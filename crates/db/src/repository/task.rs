//! Task repository for storing and fetching tasks
//!
//! Provides a repository pattern implementation for task operations,
//! encapsulating SurrealDB queries and providing a clean API.

use crate::error::{DbError, DbResult};
use crate::models::Task;
use serde::Deserialize;
use surrealdb::Surreal;
use surrealdb::engine::local::Db;
use tracing::{debug, trace};

/// Repository for task operations
///
/// Encapsulates database queries for tasks, providing a clean API
/// that hides the underlying SurrealDB implementation details.
pub struct TaskRepository<'a> {
    client: &'a Surreal<Db>,
}

/// Minimal row for checking task existence
#[derive(Debug, Deserialize)]
struct IdOnly {
    #[allow(dead_code)]
    id: surrealdb::sql::Thing,
}

impl<'a> TaskRepository<'a> {
    /// Create a new TaskRepository with the given database client
    pub fn new(client: &'a Surreal<Db>) -> Self {
        Self { client }
    }

    /// Check if a task with the given ID exists.
    ///
    /// # Arguments
    ///
    /// * `id` - The task ID to check
    pub async fn exists(&self, id: &str) -> DbResult<bool> {
        let task: Option<IdOnly> = self
            .client
            .select(("task", id))
            .await
            .map_err(|e| DbError::Query(Box::new(e)))?;
        Ok(task.is_some())
    }

    /// Create a new task with the specified ID.
    ///
    /// # Arguments
    ///
    /// * `id` - The unique task ID
    /// * `task` - The task data to create
    ///
    /// # Errors
    ///
    /// Returns `DbError::ValidationError` if the name or workbasket is blank.
    /// Returns `DbError::Query` if the database operation fails.
    pub async fn create(&self, id: &str, task: &Task) -> DbResult<Task> {
        debug!("Creating task: {} in workbasket: {}", id, task.workbasket_key);
        trace!("Task data: {:?}", task);

        if task.name.trim().is_empty() {
            return Err(DbError::ValidationError {
                message: "task name must not be empty".to_string(),
            });
        }
        if task.workbasket_key.trim().is_empty() {
            return Err(DbError::ValidationError {
                message: "workbasket key must not be empty".to_string(),
            });
        }

        let mut content = task.clone();
        content.id = None;

        let created: Option<Task> = self.client.create(("task", id)).content(content).await?;
        created.ok_or_else(|| DbError::NotFound {
            task_id: id.to_string(),
        })
    }

    /// Get a task by ID.
    ///
    /// # Arguments
    ///
    /// * `id` - The task ID to fetch
    ///
    /// # Returns
    ///
    /// `Some(Task)` if found, `None` otherwise.
    pub async fn get(&self, id: &str) -> DbResult<Option<Task>> {
        debug!("Fetching task: {}", id);
        let task: Option<Task> = self.client.select(("task", id)).await.map_err(|e| {
            debug!("Failed to fetch task: {}: {}", id, e);
            DbError::Query(Box::new(e))
        })?;
        if task.is_none() {
            debug!("Task not found: {}", id);
        }
        Ok(task)
    }
}

#[cfg(test)]
mod tests {
    use super::*;
    use crate::Database;
    use crate::models::{CustomField, TaskState};
    use chrono::NaiveDate;

    async fn setup_test_db() -> Database {
        let db = Database::in_memory().await.unwrap();
        db.init().await.unwrap();
        db
    }

    fn due() -> NaiveDate {
        NaiveDate::from_ymd_opt(2018, 2, 9).unwrap()
    }

    #[tokio::test]
    async fn test_create_and_get_task() {
        let db = setup_test_db().await;
        let repo = TaskRepository::new(db.client());

        let task = Task::new("Check invoice", "WB1", "L10000", due())
            .with_domain("DOMAIN_A")
            .with_attachment_classification("L11000")
            .with_custom(CustomField::Custom2, "north");
        let created = repo.create("abc123", &task).await.unwrap();
        assert_eq!(created.name, "Check invoice");
        assert!(created.id.is_some());

        let fetched = repo.get("abc123").await.unwrap().unwrap();
        assert_eq!(fetched.workbasket_key, "WB1");
        assert_eq!(fetched.due, due());
        assert_eq!(fetched.state, TaskState::Ready);
        assert_eq!(fetched.attachment_classification_key.as_deref(), Some("L11000"));
        assert_eq!(fetched.custom(CustomField::Custom2), Some("north"));
        assert_eq!(fetched.custom(CustomField::Custom1), None);
    }

    #[tokio::test]
    async fn test_get_missing_task() {
        let db = setup_test_db().await;
        let repo = TaskRepository::new(db.client());
        assert!(repo.get("nothere").await.unwrap().is_none());
        assert!(!repo.exists("nothere").await.unwrap());
    }

    #[tokio::test]
    async fn test_exists_after_create() {
        let db = setup_test_db().await;
        let repo = TaskRepository::new(db.client());
        repo.create("t1", &Task::new("A", "WB1", "L1", due()))
            .await
            .unwrap();
        assert!(repo.exists("t1").await.unwrap());
    }

    #[tokio::test]
    async fn test_create_rejects_blank_name() {
        let db = setup_test_db().await;
        let repo = TaskRepository::new(db.client());
        let result = repo.create("t1", &Task::new("  ", "WB1", "L1", due())).await;
        assert!(matches!(result, Err(DbError::ValidationError { .. })));
    }

    #[tokio::test]
    async fn test_create_rejects_duplicate_id() {
        let db = setup_test_db().await;
        let repo = TaskRepository::new(db.client());
        let task = Task::new("A", "WB1", "L1", due());
        repo.create("dup", &task).await.unwrap();
        assert!(repo.create("dup", &task).await.is_err());
    }
}
//! Errors raised by the task store

use std::error::Error as _;
use std::path::PathBuf;
use tally_core::ReportError;
use thiserror::Error;

/// Everything that can go wrong between the CLI and SurrealDB
#[derive(Error, Debug)]
pub enum DbError {
    /// The storage engine could not be opened
    #[error("cannot open task store at {path}")]
    Connection {
        path: PathBuf,
        #[source]
        source: Box<surrealdb::Error>,
    },

    /// Namespace selection or table definitions were rejected
    #[error("cannot define task schema")]
    Schema(#[source] Box<surrealdb::Error>),

    /// A statement failed or returned rows of an unexpected shape
    #[error("task query failed")]
    Query(#[source] Box<surrealdb::Error>),

    /// The store location is unusable
    #[error("unusable store location {path}: {reason}")]
    InvalidPath { path: PathBuf, reason: String },

    #[error("no task with id '{task_id}'")]
    NotFound { task_id: String },

    /// The store directory could not be created
    #[error("cannot create store directory {path}")]
    CreateDirectory {
        path: PathBuf,
        #[source]
        source: std::io::Error,
    },

    /// Input rejected before reaching the store
    #[error("{message}")]
    ValidationError { message: String },

    #[error(transparent)]
    Report(#[from] ReportError),
}

impl From<surrealdb::Error> for DbError {
    fn from(err: surrealdb::Error) -> Self {
        DbError::Query(Box::new(err))
    }
}

impl DbError {
    /// The message followed by every underlying cause, separated by `: `
    pub fn full_message(&self) -> String {
        let mut message = self.to_string();
        let mut cause = self.source();
        while let Some(err) = cause {
            message.push_str(": ");
            message.push_str(&err.to_string());
            cause = err.source();
        }
        message
    }
}

/// Result type alias for database operations
pub type DbResult<T> = Result<T, DbError>;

----------------------------------------

#### What this task involves
Give back exactly the lines of the listing above that run from the line with "use serde::Deserialize;" to the line with "content.id = None;", inclusive.

#### Solved problem
use serde::Deserialize;
use surrealdb::Surreal;
use surrealdb::engine::local::Db;
use tracing::{debug, trace};

/// Repository for task operations
///
/// Encapsulates database queries for tasks, providing a clean API
/// that hides the underlying SurrealDB implementation details.
pub struct TaskRepository<'a> {
    client: &'a Surreal<Db>,
}

/// Minimal row for checking task existence
#[derive(Debug, Deserialize)]
struct IdOnly {
    #[allow(dead_code)]
    id: surrealdb::sql::Thing,
}

impl<'a> TaskRepository<'a> {
    /// Create a new TaskRepository with the given database client
    pub fn new(client: &'a Surreal<Db>) -> Self {
        Self { client }
    }

    /// Check if a task with the given ID exists.
    ///
    /// # Arguments
    ///
    /// * `id` - The task ID to check
    pub async fn exists(&self, id: &str) -> DbResult<bool> {
        let task: Option<IdOnly> = self
            .client
            .select(("task", id))
            .await
            .map_err(|e| DbError::Query(Box::new(e)))?;
        Ok(task.is_some())
    }

    /// Create a new task with the specified ID.
    ///
    /// # Arguments
    ///
    /// * `id` - The unique task ID
    /// * `task` - The task data to create
    ///
    /// # Errors
    ///
    /// Returns `DbError::ValidationError` if the name or workbasket is blank.
    /// Returns `DbError::Query` if the database operation fails.
    pub async fn create(&self, id: &str, task: &Task) -> DbResult<Task> {
        debug!("Creating task: {} in workbasket: {}", id, task.workbasket_key);
        trace!("Task data: {:?}", task);

        if task.name.trim().is_empty() {
            return Err(DbError::ValidationError {
                message: "task name must not be empty".to_string(),
            });
        }
        if task.workbasket_key.trim().is_empty() {
            return Err(DbError::ValidationError {
                message: "workbasket key must not be empty".to_string(),
            });
        }

        let mut content = task.clone();
        content.id = None;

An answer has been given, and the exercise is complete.